Cherryville Chuck said:


> Hi Ron.You can start by reading this link. http://www.routerforums.com/cnc-routing/48079-inexpensive-cnc-router-tables.html Then you could go to Bgriggs personal profile by clicking on his user name. Once there click on Statistics. It will have a drop down menu offering to show you all of his posts and also threads that he has started. This will get you started I think.


Wow Chuck,

That's quite a recommendation. Thank you.

Ron,

If you need any help just ask. I'm always glad to help. Welcome to the forum.

Bill


----------



## Cherryville Chuck (Sep 28, 2010)

I was trying to find the thread you started about the affordable CNC machines available Bill by going to your statistics. It was while looking through the list that I realized just how much ground you've covered answering questions about CNCs.


----------



## Herb Stoops (Aug 28, 2012)

Welcome to the forum mike


----------



## 4DThinker (Feb 16, 2014)

NextWave Automation has just come out with a CNC intended for the luthiers out there.

CNC SHARK SLIMLINE


----------



## Messmaker (Nov 10, 2013)

Thanks for the welcome and for some suggestions on some fine machines. I have not made a decision yet on what to do. Might give it a while and try to learn some more about cnc.
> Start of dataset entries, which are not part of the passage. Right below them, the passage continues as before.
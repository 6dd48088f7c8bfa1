//! Owned, observable cart store.
//!
//! [`CartStore`] is the single holder of a user's cart on a device. Every
//! mutation writes the full line list through the injected [`CartStorage`]
//! (the durable per-user slot) and publishes a [`CartSummary`] on a watch
//! channel so badge counters and other views can re-render without any
//! ambient global state.
//!
//! Whole-cart sync with the account mirror is last-writer-wins: `lines()`
//! feeds a push (local overwrites remote), [`CartStore::replace_all`]
//! applies a pull (remote overwrites local). The HTTP transport lives with
//! the caller; the store only deals in line lists.

use tokio::sync::watch;

use super::{Cart, CartLine, CartTotals, LineSnapshot};
use crate::types::{Money, ProductId};

/// Error from the durable cart slot.
#[derive(Debug, thiserror::Error)]
#[error("cart storage failed: {reason}")]
pub struct CartStorageError {
    pub reason: String,
}

impl CartStorageError {
    /// Create an error with the given reason.
    #[must_use]
    pub fn new(reason: impl Into<String>) -> Self {
        Self {
            reason: reason.into(),
        }
    }
}

/// Durable per-user storage for the full cart line list.
///
/// Implementations are expected to overwrite the slot wholesale on every
/// save; there is no partial update.
pub trait CartStorage {
    /// Load the stored line list. An empty slot yields an empty list.
    ///
    /// # Errors
    ///
    /// Returns [`CartStorageError`] if the slot cannot be read.
    fn load(&self) -> Result<Vec<CartLine>, CartStorageError>;

    /// Overwrite the slot with the given line list.
    ///
    /// # Errors
    ///
    /// Returns [`CartStorageError`] if the slot cannot be written.
    fn save(&mut self, lines: &[CartLine]) -> Result<(), CartStorageError>;
}

/// Snapshot published to subscribers after every cart mutation.
#[derive(Debug, Clone, Copy, PartialEq, Eq, Default)]
pub struct CartSummary {
    /// Total unit count across all lines.
    pub item_count: u32,
    /// `Σ unit_price × quantity`.
    pub subtotal: Money,
}

/// The owned cart store: cart + durable slot + change channel.
pub struct CartStore<S> {
    cart: Cart,
    storage: S,
    changes: watch::Sender<CartSummary>,
}

impl<S: CartStorage> CartStore<S> {
    /// Open a store over a durable slot, loading whatever it holds.
    ///
    /// # Errors
    ///
    /// Returns [`CartStorageError`] if the slot cannot be read.
    pub fn open(storage: S) -> Result<Self, CartStorageError> {
        let cart = Cart::from_lines(storage.load()?);
        let (changes, _) = watch::channel(summarize(&cart));
        Ok(Self {
            cart,
            storage,
            changes,
        })
    }

    /// Subscribe to cart changes. The receiver always holds the latest
    /// summary; slow consumers only ever see the most recent state.
    #[must_use]
    pub fn subscribe(&self) -> watch::Receiver<CartSummary> {
        self.changes.subscribe()
    }

    /// Add `quantity` of a product, merging into an existing line.
    ///
    /// # Errors
    ///
    /// Returns [`CartStorageError`] if persisting the cart fails.
    pub fn add(&mut self, snapshot: LineSnapshot, quantity: u32) -> Result<(), CartStorageError> {
        self.cart.add(snapshot, quantity);
        self.commit()
    }

    /// Remove a product's line.
    ///
    /// # Errors
    ///
    /// Returns [`CartStorageError`] if persisting the cart fails.
    pub fn remove(&mut self, product_id: ProductId) -> Result<(), CartStorageError> {
        self.cart.remove(product_id);
        self.commit()
    }

    /// Set a line's quantity (clamped to 1).
    ///
    /// # Errors
    ///
    /// Returns [`CartStorageError`] if persisting the cart fails.
    pub fn set_quantity(
        &mut self,
        product_id: ProductId,
        quantity: u32,
    ) -> Result<(), CartStorageError> {
        self.cart.set_quantity(product_id, quantity);
        self.commit()
    }

    /// Drop every line (checkout post-condition).
    ///
    /// # Errors
    ///
    /// Returns [`CartStorageError`] if persisting the cart fails.
    pub fn clear(&mut self) -> Result<(), CartStorageError> {
        self.cart.clear();
        self.commit()
    }

    /// Overwrite the local cart with a pulled mirror (remote wins).
    ///
    /// # Errors
    ///
    /// Returns [`CartStorageError`] if persisting the cart fails.
    pub fn replace_all(&mut self, lines: Vec<CartLine>) -> Result<(), CartStorageError> {
        self.cart = Cart::from_lines(lines);
        self.commit()
    }

    /// The current line items (what a push sends to the mirror).
    #[must_use]
    pub fn lines(&self) -> &[CartLine] {
        self.cart.lines()
    }

    /// Computed totals over the current lines.
    #[must_use]
    pub fn totals(&self) -> CartTotals {
        self.cart.totals()
    }

    /// True if the cart has no lines.
    #[must_use]
    pub fn is_empty(&self) -> bool {
        self.cart.is_empty()
    }

    fn commit(&mut self) -> Result<(), CartStorageError> {
        self.storage.save(self.cart.lines())?;
        self.changes.send_replace(summarize(&self.cart));
        Ok(())
    }
}

fn summarize(cart: &Cart) -> CartSummary {
    CartSummary {
        item_count: cart.item_count(),
        subtotal: cart.totals().subtotal,
    }
}

/// Cart storage held in process memory.
///
/// Useful in tests and in clients that defer durability to the account
/// mirror.
#[derive(Debug, Default, Clone)]
pub struct InMemoryStorage {
    lines: Vec<CartLine>,
}

impl InMemoryStorage {
    /// An empty slot.
    #[must_use]
    pub fn new() -> Self {
        Self::default()
    }

    /// A slot pre-seeded with lines.
    #[must_use]
    pub fn with_lines(lines: Vec<CartLine>) -> Self {
        Self { lines }
    }
}

impl CartStorage for InMemoryStorage {
    fn load(&self) -> Result<Vec<CartLine>, CartStorageError> {
        Ok(self.lines.clone())
    }

    fn save(&mut self, lines: &[CartLine]) -> Result<(), CartStorageError> {
        self.lines = lines.to_vec();
        Ok(())
    }
}
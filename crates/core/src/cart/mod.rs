//! Cart line items and merge semantics.
//!
//! A cart is a list of denormalized line items: each line copies the catalog
//! name, price, and image at the moment the product was added, so later
//! catalog edits never rewrite a cart. Lines keep insertion order; adding a
//! product already in the cart merges quantities instead of appending.

pub mod store;

use serde::{Deserialize, Serialize};

use crate::types::{Money, ProductId};

pub use store::{CartStorage, CartStorageError, CartStore, CartSummary, InMemoryStorage};

/// Catalog fields copied into a new cart line.
#[derive(Debug, Clone, PartialEq, Eq)]
pub struct LineSnapshot {
    pub product_id: ProductId,
    pub name: String,
    pub unit_price: Money,
    /// Pre-discount catalog price, when the product is on offer.
    pub original_price: Option<Money>,
    pub image_url: Option<String>,
}

/// One cart entry: a product snapshot plus a quantity.
#[derive(Debug, Clone, PartialEq, Eq, Serialize, Deserialize)]
pub struct CartLine {
    pub product_id: ProductId,
    pub name: String,
    pub unit_price: Money,
    #[serde(default, skip_serializing_if = "Option::is_none")]
    pub original_price: Option<Money>,
    #[serde(default, skip_serializing_if = "Option::is_none")]
    pub image_url: Option<String>,
    pub quantity: u32,
}

impl CartLine {
    /// Price of the whole line (`unit_price × quantity`).
    #[must_use]
    pub fn line_price(&self) -> Money {
        self.unit_price.times(self.quantity)
    }

    /// Amount saved against the original price, if one is present.
    #[must_use]
    pub fn line_savings(&self) -> Money {
        self.original_price
            .map_or(Money::ZERO, |original| {
                (original - self.unit_price).times(self.quantity)
            })
    }
}

/// Computed cart totals.
#[derive(Debug, Clone, Copy, PartialEq, Eq, Serialize, Deserialize)]
pub struct CartTotals {
    /// `Σ unit_price × quantity` over all lines.
    pub subtotal: Money,
    /// `Σ (original_price − unit_price) × quantity` over discounted lines.
    pub savings: Money,
}

/// An owned cart: ordered line items keyed by product id.
#[derive(Debug, Clone, Default, PartialEq, Eq)]
pub struct Cart {
    lines: Vec<CartLine>,
}

impl Cart {
    /// An empty cart.
    #[must_use]
    pub const fn new() -> Self {
        Self { lines: Vec::new() }
    }

    /// Rebuild a cart from a stored line list.
    ///
    /// Lines with a zero quantity (possible in data written by older
    /// clients) are bumped to the minimum of 1.
    #[must_use]
    pub fn from_lines(lines: Vec<CartLine>) -> Self {
        let lines = lines
            .into_iter()
            .map(|mut line| {
                line.quantity = line.quantity.max(1);
                line
            })
            .collect();
        Self { lines }
    }

    /// Add `quantity` of a product.
    ///
    /// If a line with the same product id exists its quantity is
    /// incremented; otherwise a new line is appended from the snapshot.
    /// A zero `quantity` counts as 1.
    pub fn add(&mut self, snapshot: LineSnapshot, quantity: u32) {
        let quantity = quantity.max(1);
        match self
            .lines
            .iter_mut()
            .find(|line| line.product_id == snapshot.product_id)
        {
            Some(line) => line.quantity += quantity,
            None => self.lines.push(CartLine {
                product_id: snapshot.product_id,
                name: snapshot.name,
                unit_price: snapshot.unit_price,
                original_price: snapshot.original_price,
                image_url: snapshot.image_url,
                quantity,
            }),
        }
    }

    /// Remove a product's line. Absent ids are a no-op.
    pub fn remove(&mut self, product_id: ProductId) {
        self.lines.retain(|line| line.product_id != product_id);
    }

    /// Set a line's quantity, clamped to a minimum of 1.
    ///
    /// Live stock is not consulted; the UI cap is advisory only. Setting a
    /// quantity for a product not in the cart is a no-op.
    pub fn set_quantity(&mut self, product_id: ProductId, quantity: u32) {
        if let Some(line) = self
            .lines
            .iter_mut()
            .find(|line| line.product_id == product_id)
        {
            line.quantity = quantity.max(1);
        }
    }

    /// Drop every line.
    pub fn clear(&mut self) {
        self.lines.clear();
    }

    /// Compute subtotal and savings over the current lines.
    #[must_use]
    pub fn totals(&self) -> CartTotals {
        CartTotals {
            subtotal: self.lines.iter().map(CartLine::line_price).sum(),
            savings: self.lines.iter().map(CartLine::line_savings).sum(),
        }
    }

    /// Total unit count across all lines (badge counters).
    #[must_use]
    pub fn item_count(&self) -> u32 {
        self.lines.iter().map(|line| line.quantity).sum()
    }

    /// The current line items, in insertion order.
    #[must_use]
    pub fn lines(&self) -> &[CartLine] {
        &self.lines
    }

    /// True if the cart has no lines.
    #[must_use]
    pub fn is_empty(&self) -> bool {
        self.lines.is_empty()
    }
}
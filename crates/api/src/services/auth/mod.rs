//! Authentication service.
//!
//! Password registration/login plus minting of the opaque bearer tokens the
//! rest of the API treats as the caller's identity. Tokens are random,
//! stored server-side, and carry no structure - expiry and refresh are out
//! of scope.

mod error;

pub use error::AuthError;

use argon2::{
    Argon2,
    password_hash::{PasswordHash, PasswordHasher, PasswordVerifier, SaltString, rand_core::OsRng},
};
use base64::Engine;
use base64::engine::general_purpose::URL_SAFE_NO_PAD;
use rand::RngCore;
use sqlx::PgPool;

use kirana_core::Email;

use crate::db::RepositoryError;
use crate::db::users::UserRepository;
use crate::models::User;

/// Minimum password length.
const MIN_PASSWORD_LENGTH: usize = 8;

/// Bearer tokens are 32 random bytes, base64url-encoded.
const TOKEN_BYTES: usize = 32;

/// Authentication service.
///
/// Handles account registration, login, and bearer token issuance.
pub struct AuthService<'a> {
    users: UserRepository<'a>,
}

impl<'a> AuthService<'a> {
    /// Create a new authentication service.
    #[must_use]
    pub const fn new(pool: &'a PgPool) -> Self {
        Self {
            users: UserRepository::new(pool),
        }
    }

    /// Register a new account and mint its first bearer token.
    ///
    /// # Errors
    ///
    /// Returns `AuthError::InvalidEmail` if the email format is invalid.
    /// Returns `AuthError::WeakPassword` if the password doesn't meet requirements.
    /// Returns `AuthError::UserAlreadyExists` if the email is already registered.
    pub async fn register(
        &self,
        name: &str,
        email: &str,
        password: &str,
    ) -> Result<(User, String), AuthError> {
        let email = Email::parse(email)?;
        validate_password(password)?;

        let password_hash = hash_password(password)?;

        let user = self
            .users
            .create(name, &email, &password_hash)
            .await
            .map_err(|e| match e {
                RepositoryError::Conflict(_) => AuthError::UserAlreadyExists,
                other => AuthError::Repository(other),
            })?;

        let token = self.issue_token(&user).await?;
        Ok((user, token))
    }

    /// Login with email and password, minting a fresh bearer token.
    ///
    /// A wrong password and an unknown email are indistinguishable to the
    /// caller.
    ///
    /// # Errors
    ///
    /// Returns `AuthError::InvalidCredentials` if the email/password is wrong.
    pub async fn login(&self, email: &str, password: &str) -> Result<(User, String), AuthError> {
        let email = Email::parse(email)?;

        let (user, password_hash) = self
            .users
            .get_password_hash(&email)
            .await?
            .ok_or(AuthError::InvalidCredentials)?;

        verify_password(password, &password_hash)?;

        let token = self.issue_token(&user).await?;
        Ok((user, token))
    }

    async fn issue_token(&self, user: &User) -> Result<String, AuthError> {
        let token = mint_token();
        self.users.insert_token(user.id, &token).await?;
        Ok(token)
    }
}

/// Generate an opaque bearer token.
fn mint_token() -> String {
    let mut bytes = [0u8; TOKEN_BYTES];
    rand::rng().fill_bytes(&mut bytes);
    URL_SAFE_NO_PAD.encode(bytes)
}

/// Validate password requirements.
fn validate_password(password: &str) -> Result<(), AuthError> {
    if password.len() < MIN_PASSWORD_LENGTH {
        return Err(AuthError::WeakPassword(format!(
            "password must be at least {MIN_PASSWORD_LENGTH} characters"
        )));
    }
    Ok(())
}

/// Hash a password with Argon2id and a fresh salt.
pub fn hash_password(password: &str) -> Result<String, AuthError> {
    let salt = SaltString::generate(&mut OsRng);
    Argon2::default()
        .hash_password(password.as_bytes(), &salt)
        .map(|hash| hash.to_string())
        .map_err(|_| AuthError::PasswordHash)
}

/// Verify a password against a stored hash.
fn verify_password(password: &str, stored_hash: &str) -> Result<(), AuthError> {
    let parsed = PasswordHash::new(stored_hash).map_err(|_| AuthError::PasswordHash)?;
    Argon2::default()
        .verify_password(password.as_bytes(), &parsed)
        .map_err(|_| AuthError::InvalidCredentials)
}
//! Rate limiting middleware using governor and `tower_governor`.
//!
//! Only the authentication endpoints are limited; catalog and order reads
//! are left to upstream infrastructure.

use std::sync::Arc;

use governor::clock::QuantaInstant;
use governor::middleware::NoOpMiddleware;
use tower_governor::key_extractor::SmartIpKeyExtractor;
use tower_governor::{GovernorLayer, governor::GovernorConfigBuilder};

/// Rate limiter layer type for Axum.
///
/// Uses `SmartIpKeyExtractor`, which prefers standard proxy headers before
/// falling back to the peer address.
pub type RateLimiterLayer =
    GovernorLayer<SmartIpKeyExtractor, NoOpMiddleware<QuantaInstant>, axum::body::Body>;

/// Create rate limiter for auth endpoints: ~10 requests per minute per IP.
///
/// Configuration: 1 request every 6 seconds (replenish), burst of 5.
/// This slows brute force against login/registration.
///
/// # Panics
///
/// This function will not panic. The configuration uses only valid positive
/// integers (`per_second(6)` and `burst_size(5)`), which are always accepted
/// by `GovernorConfigBuilder`.
#[must_use]
pub fn auth_rate_limiter() -> RateLimiterLayer {
    let config = GovernorConfigBuilder::default()
        .key_extractor(SmartIpKeyExtractor)
        .per_second(6) // Replenish 1 token every 6 seconds (~10/minute)
        .burst_size(5) // Allow burst of 5 requests
        .finish()
        .expect("rate limiter config with per_second(6) and burst_size(5) is valid");
    GovernorLayer::new(Arc::new(config))
}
I am not sure how much faster it would make things since I am only doing about 10 guitars per year now.


----------



## bgriggs (Nov 26, 2008)

Here is the link that was mentioned in an earlier post . Inexpensive CNC router tables that won't break the budget. -

Bill


----------



## fixtureman (Jul 5, 2012)

I would check out the lets talk shopbot forum and automation technologies we site


----------